** PROVIDED MATERIAL follows **

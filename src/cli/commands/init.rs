//! Initialize command.

use console::style;

use crate::config::Settings;

/// Initialize the data directory and database.
pub async fn cmd_init(settings: &Settings) -> anyhow::Result<()> {
    settings.ensure_directories()?;

    let ctx = settings.create_db_context()?;
    ctx.init_schema().await?;

    println!(
        "{} Initialized delivery store at {}",
        style("✓").green(),
        settings.display_database_url()
    );
    println!(
        "  Next: {} <folder> --season <season>",
        style("ipl ingest").cyan()
    );

    ctx.close();
    Ok(())
}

** End of PROVIDED MATERIAL **

WORK INSTRUCTION ▸ Set the records down again in full, exactly as they read.

EXERCISE RESULT ▸
filename src/cli/commands/init.rs
//! Initialize command.

use console::style;

use crate::config::Settings;

/// Initialize the data directory and database.
pub async fn cmd_init(settings: &Settings) -> anyhow::Result<()> {
    settings.ensure_directories()?;

    let ctx = settings.create_db_context()?;
    ctx.init_schema().await?;

    println!(
        "{} Initialized delivery store at {}",
        style("✓").green(),
        settings.display_database_url()
    );
    println!(
        "  Next: {} <folder> --season <season>",
        style("ipl ingest").cyan()
    );

    ctx.close();
    Ok(())
}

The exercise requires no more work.